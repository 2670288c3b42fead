//! Per-host state shared by every task.
use std::sync::{Arc, OnceLock};

use anyhow::Result;

use crate::config::Config;
use crate::config::inventory::Host;
use crate::config::vars::Vars;
use crate::connection::Elevated;
use crate::exec::Executor;
use crate::logging::Log;
use crate::resources::user;

/// Shared context for the tasks run against one host.
pub struct Context {
    /// Configuration and variables, immutable for the whole run.
    pub config: Arc<Config>,
    /// Host being provisioned.
    pub host: Host,
    /// Logger for output and task recording.
    pub log: Arc<dyn Log>,
    /// Whether to perform a dry run (report changes without applying).
    pub dry_run: bool,
    /// Executor running commands as the login user.
    pub executor: Arc<dyn Executor>,
    elevated: Option<Elevated>,
    login_uid: Option<u32>,
    user_home: OnceLock<String>,
}

impl std::fmt::Debug for Context {
    fn fmt(&self, f: &mut std::fmt::Formatter<'_>) -> std::fmt::Result {
        f.debug_struct("Context")
            .field("host", &self.host.name)
            .field("log", &"<dyn Log>")
            .field("dry_run", &self.dry_run)
            .field("executor", &self.executor)
            .field("elevated", &self.elevated.is_some())
            .field("login_uid", &self.login_uid)
            .field("user_home", &self.user_home.get())
            .finish_non_exhaustive()
    }
}

impl Context {
    /// Create a context that runs every command as the login user.
    #[must_use]
    pub fn new(
        config: Arc<Config>,
        host: Host,
        log: Arc<dyn Log>,
        dry_run: bool,
        executor: Arc<dyn Executor>,
    ) -> Self {
        Self {
            config,
            host,
            log,
            dry_run,
            executor,
            elevated: None,
            login_uid: None,
            user_home: OnceLock::new(),
        }
    }

    /// Record the uid commands run as on the host, as reported by the
    /// connection probe.
    #[must_use]
    pub const fn with_login_uid(mut self, uid: u32) -> Self {
        self.login_uid = Some(uid);
        self
    }

    /// Run privileged commands through sudo, authenticating with `password`
    /// when given.
    #[must_use]
    pub fn with_become(mut self, password: Option<Arc<str>>) -> Self {
        self.elevated = Some(Elevated::new(Arc::clone(&self.executor), password));
        self
    }

    /// Resolved variables.
    #[must_use]
    pub fn vars(&self) -> &Vars {
        &self.config.vars
    }

    /// Whether privileged commands go through sudo.
    #[must_use]
    pub const fn elevates(&self) -> bool {
        self.elevated.is_some()
    }

    /// Whether commands on the host can change file ownership: either
    /// through sudo or because the login user is root.
    #[must_use]
    pub const fn can_chown(&self) -> bool {
        self.elevated.is_some() || matches!(self.login_uid, Some(0))
    }

    /// Executor for commands that need root.
    ///
    /// Without `--become` this is the login executor, which is enough when
    /// the login user is already root.
    #[must_use]
    pub fn privileged(&self) -> &dyn Executor {
        match &self.elevated {
            Some(elevated) => elevated,
            None => self.executor.as_ref(),
        }
    }

    /// Executor for commands that must run as the target user, so that
    /// whatever they create belongs to that user.
    ///
    /// A root login switches to the user through sudo as well; any other
    /// login without `--become` runs the commands itself.
    #[must_use]
    pub fn as_target_user(&self) -> Arc<dyn Executor> {
        let user = &self.vars().user_name;
        match &self.elevated {
            Some(elevated) => Arc::new(elevated.as_user(user)),
            None if self.can_chown() && user != "root" => {
                Arc::new(Elevated::new(Arc::clone(&self.executor), None).as_user(user))
            }
            None => Arc::clone(&self.executor),
        }
    }

    /// Owner and group applied to files in the user's home.
    ///
    /// Ownership is enforced whenever the host allows it (see
    /// [`can_chown`](Self::can_chown)); the group is only set for accounts
    /// this run manages.
    #[must_use]
    pub fn home_ownership(&self) -> (Option<&str>, Option<&str>) {
        if !self.can_chown() {
            return (None, None);
        }
        let vars = self.vars();
        let group = vars.create_user.then_some(vars.user_group.as_str());
        (Some(vars.user_name.as_str()), group)
    }

    /// Home directory of the target user.
    ///
    /// Uses `user_home` when set, otherwise the account's `passwd` entry on
    /// the host. In dry-run mode a not-yet-created account is assumed to
    /// live in `/home/<user>`.
    ///
    /// # Errors
    ///
    /// Returns an error if the lookup fails or the account does not exist.
    pub fn user_home(&self) -> Result<String> {
        if let Some(home) = self.user_home.get() {
            return Ok(home.clone());
        }
        let vars = self.vars();
        let home = if let Some(home) = &vars.user_home {
            home.clone()
        } else if let Some(entry) = user::lookup(self.executor.as_ref(), &vars.user_name)? {
            entry.home
        } else if self.dry_run {
            format!("/home/{}", vars.user_name)
        } else {
            anyhow::bail!(
                "user '{}' does not exist on {}; enable create_user or set user_home",
                vars.user_name,
                self.host.name
            );
        };
        self.log.debug(&format!("home directory: {home}"));
        let _ = self.user_home.set(home.clone());
        Ok(home)
    }

    /// Create a copy of this context with a different logger.
    #[must_use]
    pub fn with_log(&self, log: Arc<dyn Log>) -> Self {
        Self {
            config: Arc::clone(&self.config),
            host: self.host.clone(),
            log,
            dry_run: self.dry_run,
            executor: Arc::clone(&self.executor),
            elevated: self.elevated.clone(),
            login_uid: self.login_uid,
            user_home: self.user_home.clone(),
        }
    }
}

#[cfg(test)]
#[allow(clippy::expect_used, clippy::unwrap_used)]
mod tests {
    use super::*;
    use crate::resources::test_helpers::MockExecutor;
    use crate::tasks::test_helpers::ContextBuilder;

    #[test]
    fn user_home_prefers_variable() {
        let (ctx, _log) = ContextBuilder::new()
            .vars(|v| v.user_home = Some("/srv/alice".to_string()))
            .build();
        assert_eq!(ctx.user_home().unwrap(), "/srv/alice");
    }

    #[test]
    fn user_home_looked_up_once() {
        let executor = Arc::new(MockExecutor::ok("alice:x:1001:0::/home/alice:/bin/bash\n"));
        let (ctx, _log) = ContextBuilder::new()
            .executor(Arc::clone(&executor) as Arc<dyn Executor>)
            .build();
        assert_eq!(ctx.user_home().unwrap(), "/home/alice");
        assert_eq!(ctx.user_home().unwrap(), "/home/alice");
        assert_eq!(executor.call_count(), 1);
    }

    #[test]
    fn user_home_missing_account_fails() {
        let (ctx, _log) = ContextBuilder::new()
            .executor(Arc::new(MockExecutor::fail()))
            .build();
        let err = ctx.user_home().unwrap_err();
        assert!(err.to_string().contains("does not exist"), "{err}");
    }

    #[test]
    fn user_home_missing_account_assumed_in_dry_run() {
        let (ctx, _log) = ContextBuilder::new()
            .executor(Arc::new(MockExecutor::fail()))
            .dry_run()
            .build();
        assert_eq!(ctx.user_home().unwrap(), "/home/alice");
    }

    #[test]
    fn privileged_wraps_sudo_only_with_become() {
        let executor = Arc::new(MockExecutor::ok("").with_fallback(true, ""));
        let (ctx, _log) = ContextBuilder::new()
            .executor(Arc::clone(&executor) as Arc<dyn Executor>)
            .build();
        ctx.privileged().run("id", &[]).unwrap();
        let ctx = ctx.with_become(None);
        ctx.privileged().run("id", &[]).unwrap();
        ctx.as_target_user().run("id", &[]).unwrap();
        assert_eq!(
            executor.calls(),
            vec!["id", "sudo -n -- id", "sudo -n -H -u alice -- id"]
        );
    }

    #[test]
    fn home_ownership_only_when_elevating() {
        let (ctx, _log) = ContextBuilder::new().build();
        assert_eq!(ctx.home_ownership(), (None, None));
        let ctx = ctx.with_become(None);
        assert_eq!(ctx.home_ownership(), (Some("alice"), Some("root")));
    }

    #[test]
    fn home_ownership_when_login_is_root() {
        let (ctx, _log) = ContextBuilder::new().login_uid(0).build();
        assert!(ctx.can_chown());
        assert_eq!(ctx.home_ownership(), (Some("alice"), Some("root")));

        let (ctx, _log) = ContextBuilder::new().login_uid(1000).build();
        assert!(!ctx.can_chown());
        assert_eq!(ctx.home_ownership(), (None, None));
    }

    #[test]
    fn root_login_switches_to_target_user() {
        let executor = Arc::new(MockExecutor::ok("").with_fallback(true, ""));
        let (ctx, _log) = ContextBuilder::new()
            .executor(Arc::clone(&executor) as Arc<dyn Executor>)
            .login_uid(0)
            .build();
        ctx.privileged().run("id", &[]).unwrap();
        ctx.as_target_user().run("id", &[]).unwrap();
        assert_eq!(executor.calls(), vec!["id", "sudo -n -H -u alice -- id"]);
    }

    #[test]
    fn root_target_user_runs_directly() {
        let executor = Arc::new(MockExecutor::ok(""));
        let (ctx, _log) = ContextBuilder::new()
            .vars(|v| v.user_name = "root".to_string())
            .executor(Arc::clone(&executor) as Arc<dyn Executor>)
            .login_uid(0)
            .build();
        ctx.as_target_user().run("id", &[]).unwrap();
        assert_eq!(executor.calls(), vec!["id"]);
    }

    #[test]
    fn home_ownership_leaves_group_of_unmanaged_account() {
        let (ctx, _log) = ContextBuilder::new()
            .vars(|v| v.create_user = false)
            .become_root()
            .build();
        assert_eq!(ctx.home_ownership(), (Some("alice"), None));
    }

    #[test]
    fn with_log_preserves_other_fields() {
        let (ctx, _log) = ContextBuilder::new()
            .dry_run()
            .become_root()
            .login_uid(0)
            .build();
        let log: Arc<dyn Log> = Arc::new(crate::logging::Logger::new("other"));
        let ctx2 = ctx.with_log(log);
        assert_eq!(ctx2.login_uid, Some(0));
        assert!(ctx2.dry_run);
        assert!(ctx2.elevates());
        assert_eq!(ctx2.host.name, ctx.host.name);
    }

    #[test]
    fn debug_format_includes_key_fields() {
        let (ctx, _log) = ContextBuilder::new().build();
        let debug = format!("{ctx:?}");
        assert!(debug.contains("Context"));
        assert!(debug.contains("dry_run"));
        assert!(debug.contains("localhost"));
    }
}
□ □ □ □ □
§ Required work:
In the material above, which lines contain "every"? Copy each of them.

§ Solution to the exercise:
//! Per-host state shared by every task.
    /// Create a context that runs every command as the login user.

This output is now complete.